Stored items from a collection
- Opening Delimiter -

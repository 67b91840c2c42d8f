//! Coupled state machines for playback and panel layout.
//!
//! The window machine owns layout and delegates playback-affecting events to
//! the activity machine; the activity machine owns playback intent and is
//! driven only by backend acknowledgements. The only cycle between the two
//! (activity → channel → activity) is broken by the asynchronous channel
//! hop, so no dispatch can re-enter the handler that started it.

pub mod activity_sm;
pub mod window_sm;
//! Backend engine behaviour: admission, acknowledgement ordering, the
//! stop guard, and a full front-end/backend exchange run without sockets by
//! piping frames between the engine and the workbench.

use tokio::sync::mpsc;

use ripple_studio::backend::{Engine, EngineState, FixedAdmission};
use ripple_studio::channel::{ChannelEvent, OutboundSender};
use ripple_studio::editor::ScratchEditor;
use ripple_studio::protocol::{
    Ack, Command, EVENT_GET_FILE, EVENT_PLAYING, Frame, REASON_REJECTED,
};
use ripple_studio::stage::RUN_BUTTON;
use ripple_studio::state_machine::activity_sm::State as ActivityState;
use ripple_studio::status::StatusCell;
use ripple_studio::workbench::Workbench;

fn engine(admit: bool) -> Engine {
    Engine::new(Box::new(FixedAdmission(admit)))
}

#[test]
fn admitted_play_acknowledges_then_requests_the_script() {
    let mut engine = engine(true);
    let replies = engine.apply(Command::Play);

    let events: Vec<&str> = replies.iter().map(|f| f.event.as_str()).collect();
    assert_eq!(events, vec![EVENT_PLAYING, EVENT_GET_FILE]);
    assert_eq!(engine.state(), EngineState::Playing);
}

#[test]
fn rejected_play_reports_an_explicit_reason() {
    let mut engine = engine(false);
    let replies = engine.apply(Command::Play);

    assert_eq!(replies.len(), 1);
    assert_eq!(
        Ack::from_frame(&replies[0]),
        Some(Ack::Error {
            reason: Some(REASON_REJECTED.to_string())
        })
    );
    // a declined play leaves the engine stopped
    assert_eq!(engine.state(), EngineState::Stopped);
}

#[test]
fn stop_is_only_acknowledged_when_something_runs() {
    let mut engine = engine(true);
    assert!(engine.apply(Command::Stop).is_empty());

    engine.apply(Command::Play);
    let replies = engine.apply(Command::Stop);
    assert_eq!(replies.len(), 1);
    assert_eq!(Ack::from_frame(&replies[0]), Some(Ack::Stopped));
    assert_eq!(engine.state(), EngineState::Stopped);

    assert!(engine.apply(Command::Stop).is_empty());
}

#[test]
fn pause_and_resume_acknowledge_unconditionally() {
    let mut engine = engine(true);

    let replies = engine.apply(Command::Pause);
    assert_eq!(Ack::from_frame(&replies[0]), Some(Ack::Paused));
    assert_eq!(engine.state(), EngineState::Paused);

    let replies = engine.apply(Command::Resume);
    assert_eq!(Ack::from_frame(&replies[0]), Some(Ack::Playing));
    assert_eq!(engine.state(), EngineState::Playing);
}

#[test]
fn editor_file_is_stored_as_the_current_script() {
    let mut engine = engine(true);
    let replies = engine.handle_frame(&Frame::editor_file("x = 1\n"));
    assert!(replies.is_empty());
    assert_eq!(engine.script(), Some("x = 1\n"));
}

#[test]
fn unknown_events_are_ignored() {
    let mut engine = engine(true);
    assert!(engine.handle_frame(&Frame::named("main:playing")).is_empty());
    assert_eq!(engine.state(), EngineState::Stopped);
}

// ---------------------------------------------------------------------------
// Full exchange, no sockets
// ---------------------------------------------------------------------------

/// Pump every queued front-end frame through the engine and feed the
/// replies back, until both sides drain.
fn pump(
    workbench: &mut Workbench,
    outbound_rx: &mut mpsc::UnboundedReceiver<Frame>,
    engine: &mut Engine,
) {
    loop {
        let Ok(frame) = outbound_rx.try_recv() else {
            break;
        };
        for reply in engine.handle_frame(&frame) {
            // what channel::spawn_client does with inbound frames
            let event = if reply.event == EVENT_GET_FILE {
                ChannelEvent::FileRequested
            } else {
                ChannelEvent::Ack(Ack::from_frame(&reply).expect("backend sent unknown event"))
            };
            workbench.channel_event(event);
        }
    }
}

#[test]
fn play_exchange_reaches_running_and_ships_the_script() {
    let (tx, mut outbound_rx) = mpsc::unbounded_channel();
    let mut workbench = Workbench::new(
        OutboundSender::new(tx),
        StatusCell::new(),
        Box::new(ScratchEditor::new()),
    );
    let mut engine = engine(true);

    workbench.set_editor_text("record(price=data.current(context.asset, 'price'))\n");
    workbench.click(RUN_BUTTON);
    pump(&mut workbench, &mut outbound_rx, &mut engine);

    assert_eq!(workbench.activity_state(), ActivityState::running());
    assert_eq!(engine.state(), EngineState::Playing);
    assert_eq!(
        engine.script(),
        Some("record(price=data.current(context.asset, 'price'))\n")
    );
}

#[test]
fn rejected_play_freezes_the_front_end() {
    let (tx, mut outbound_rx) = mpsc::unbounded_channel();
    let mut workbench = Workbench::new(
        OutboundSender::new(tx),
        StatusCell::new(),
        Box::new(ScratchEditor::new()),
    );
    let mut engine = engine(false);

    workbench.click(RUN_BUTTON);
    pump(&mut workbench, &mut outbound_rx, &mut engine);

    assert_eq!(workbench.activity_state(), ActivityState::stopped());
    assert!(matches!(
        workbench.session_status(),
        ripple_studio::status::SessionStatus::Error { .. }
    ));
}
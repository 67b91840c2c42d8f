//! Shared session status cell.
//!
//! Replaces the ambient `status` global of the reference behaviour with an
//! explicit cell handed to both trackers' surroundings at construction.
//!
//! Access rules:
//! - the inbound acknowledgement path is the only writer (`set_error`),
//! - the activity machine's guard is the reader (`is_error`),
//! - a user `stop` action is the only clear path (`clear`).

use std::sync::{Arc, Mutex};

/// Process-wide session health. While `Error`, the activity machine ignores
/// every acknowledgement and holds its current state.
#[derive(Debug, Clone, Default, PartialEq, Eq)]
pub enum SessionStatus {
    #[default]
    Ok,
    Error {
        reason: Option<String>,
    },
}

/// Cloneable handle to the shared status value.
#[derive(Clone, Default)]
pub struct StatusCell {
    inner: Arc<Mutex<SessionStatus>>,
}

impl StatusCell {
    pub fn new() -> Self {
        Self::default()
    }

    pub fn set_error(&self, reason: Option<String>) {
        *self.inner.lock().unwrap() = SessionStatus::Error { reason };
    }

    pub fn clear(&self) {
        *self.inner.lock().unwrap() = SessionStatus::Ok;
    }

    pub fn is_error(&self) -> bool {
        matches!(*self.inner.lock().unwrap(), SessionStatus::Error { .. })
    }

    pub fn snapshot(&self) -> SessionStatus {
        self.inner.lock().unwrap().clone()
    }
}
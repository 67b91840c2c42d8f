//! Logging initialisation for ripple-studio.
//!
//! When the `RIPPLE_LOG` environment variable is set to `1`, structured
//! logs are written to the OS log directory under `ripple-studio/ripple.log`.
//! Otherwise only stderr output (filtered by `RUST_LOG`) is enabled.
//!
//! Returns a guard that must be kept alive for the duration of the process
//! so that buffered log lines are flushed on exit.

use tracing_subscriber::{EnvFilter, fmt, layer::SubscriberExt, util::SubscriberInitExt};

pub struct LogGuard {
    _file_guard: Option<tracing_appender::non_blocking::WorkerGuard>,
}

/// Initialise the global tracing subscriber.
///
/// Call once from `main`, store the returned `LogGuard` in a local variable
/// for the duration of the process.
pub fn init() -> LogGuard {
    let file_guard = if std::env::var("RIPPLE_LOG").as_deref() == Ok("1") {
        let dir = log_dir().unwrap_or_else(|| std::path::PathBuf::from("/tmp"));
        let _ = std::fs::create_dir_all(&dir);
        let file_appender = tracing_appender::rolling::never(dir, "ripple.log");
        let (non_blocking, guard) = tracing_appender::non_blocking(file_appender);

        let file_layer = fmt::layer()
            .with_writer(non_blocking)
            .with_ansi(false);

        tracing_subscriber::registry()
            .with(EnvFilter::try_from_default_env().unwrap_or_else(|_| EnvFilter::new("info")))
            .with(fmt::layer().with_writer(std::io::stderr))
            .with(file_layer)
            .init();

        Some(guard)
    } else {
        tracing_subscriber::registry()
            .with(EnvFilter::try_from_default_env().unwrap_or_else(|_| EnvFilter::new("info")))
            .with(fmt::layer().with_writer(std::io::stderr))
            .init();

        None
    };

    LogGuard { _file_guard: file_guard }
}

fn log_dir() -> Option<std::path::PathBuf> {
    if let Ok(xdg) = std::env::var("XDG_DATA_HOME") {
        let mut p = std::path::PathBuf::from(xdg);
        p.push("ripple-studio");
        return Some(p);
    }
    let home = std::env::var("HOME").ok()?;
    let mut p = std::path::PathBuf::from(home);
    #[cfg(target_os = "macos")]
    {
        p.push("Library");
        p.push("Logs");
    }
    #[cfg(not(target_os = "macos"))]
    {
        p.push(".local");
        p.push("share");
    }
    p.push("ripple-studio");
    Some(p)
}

- Closing Delimiter -

* **Task requirements**
Search the entries for the word "StatusCell", then copy every line in which it is found.

* **Exercise solution**
use ripple_studio::status::StatusCell;
        StatusCell::new(),
        StatusCell::new(),
pub struct StatusCell {
impl StatusCell {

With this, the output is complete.